## Try it
Pull every line from the records that has the word "animate" in it.

## The input
//! Frame-driven reference animator.

use crate::animator::{Animator, Channel, Easing, SpringConfig, Transition};

use log::trace;
use std::time::{Duration, Instant};

/// Fixed integration step for springs (240 Hz).
const SPRING_STEP_SECS: f32 = 1.0 / 240.0;

/// Longest gap between two frames that a spring integrates in one go.
/// Anything longer (a stalled event loop) is treated as this.
const MAX_FRAME_GAP: Duration = Duration::from_millis(50);

#[derive(Debug, Clone, Copy)]
enum Motion {
    Timing {
        from: f32,
        to: f32,
        // Set on the first frame after the request.
        started: Option<Instant>,
        duration: Duration,
        easing: Easing,
    },
    Spring {
        to: f32,
        config: SpringConfig,
    },
}

#[derive(Debug, Clone, Copy, Default)]
struct Track {
    value: f32,
    velocity: f32,
    motion: Option<Motion>,
}

impl Track {
    fn step(&mut self, now: Instant, dt: Duration) {
        let Some(motion) = self.motion.as_mut() else {
            return;
        };

        match motion {
            Motion::Timing {
                from,
                to,
                started,
                duration,
                easing,
            } => {
                let started = *started.get_or_insert(now);
                let elapsed = now.saturating_duration_since(started);
                let progress = elapsed.as_secs_f32() / duration.as_secs_f32();
                if progress >= 1.0 {
                    self.value = *to;
                    self.motion = None;
                } else {
                    self.value = *from + (*to - *from) * easing.apply(progress);
                }
                self.velocity = 0.0;
            }
            Motion::Spring { to, config } => {
                let to = *to;
                let config = *config;
                let mut remaining = dt.min(MAX_FRAME_GAP).as_secs_f32();
                while remaining > 0.0 {
                    let h = remaining.min(SPRING_STEP_SECS);
                    let force =
                        -config.stiffness * (self.value - to) - config.damping * self.velocity;
                    self.velocity += force / config.mass * h;
                    self.value += self.velocity * h;
                    remaining -= h;
                }

                if (self.value - to).abs() < SpringConfig::REST_TOLERANCE
                    && self.velocity.abs() < SpringConfig::REST_TOLERANCE
                {
                    self.value = to;
                    self.velocity = 0.0;
                    self.motion = None;
                }
            }
        }
    }
}

/// Steps every [`Channel`] on frame ticks.
///
/// Call [`TweenAnimator::advance`] once per rendered frame. Timed motions
/// start on the first frame after they are requested; springs integrate the
/// time between frames.
///
/// ```
/// use ringlight_core::{Animator, Channel, Easing, Transition, TweenAnimator};
/// use std::time::{Duration, Instant};
///
/// let t0 = Instant::now();
/// let mut animator = TweenAnimator::new();
/// animator.animate(
///     Channel::Intensity,
///     1.0,
///     Transition::timing(Duration::from_millis(300), Easing::Linear),
/// );
/// animator.advance(t0);
/// animator.advance(t0 + Duration::from_millis(150));
/// assert!((animator.value(Channel::Intensity) - 0.5).abs() < 1e-3);
/// ```
#[derive(Debug, Default)]
pub struct TweenAnimator {
    tracks: [Track; 3],
    last_frame: Option<Instant>,
}

impl TweenAnimator {
    /// Create an animator with every channel at rest at 0.
    pub fn new() -> Self {
        Self::default()
    }

    /// Step all channels to `now`.
    pub fn advance(&mut self, now: Instant) {
        let dt = self
            .last_frame
            .map(|last| now.saturating_duration_since(last))
            .unwrap_or(Duration::ZERO);
        self.last_frame = Some(now);

        for track in &mut self.tracks {
            track.step(now, dt);
        }
    }
}

impl Animator for TweenAnimator {
    fn animate(&mut self, channel: Channel, target: f32, transition: Transition) {
        trace!("animate {:?} -> {} ({:?})", channel, target, transition);
        let track = &mut self.tracks[channel.index()];

        match transition {
            Transition::Immediate => {
                track.value = target;
                track.velocity = 0.0;
                track.motion = None;
            }
            Transition::Timing { duration, .. } if duration.is_zero() => {
                track.value = target;
                track.velocity = 0.0;
                track.motion = None;
            }
            Transition::Timing { duration, easing } => {
                track.motion = Some(Motion::Timing {
                    from: track.value,
                    to: target,
                    started: None,
                    duration,
                    easing,
                });
            }
            Transition::Spring(config) => {
                // Current velocity carries over into the new spring.
                track.motion = Some(Motion::Spring { to: target, config });
            }
        }
    }

    fn value(&self, channel: Channel) -> f32 {
        self.tracks[channel.index()].value
    }

    fn is_animating(&self) -> bool {
        self.tracks.iter().any(|track| track.motion.is_some())
    }
}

## Expected output
/// animator.animate(
    fn animate(&mut self, channel: Channel, target: f32, transition: Transition) {
        trace!("animate {:?} -> {} ({:?})", channel, target, transition);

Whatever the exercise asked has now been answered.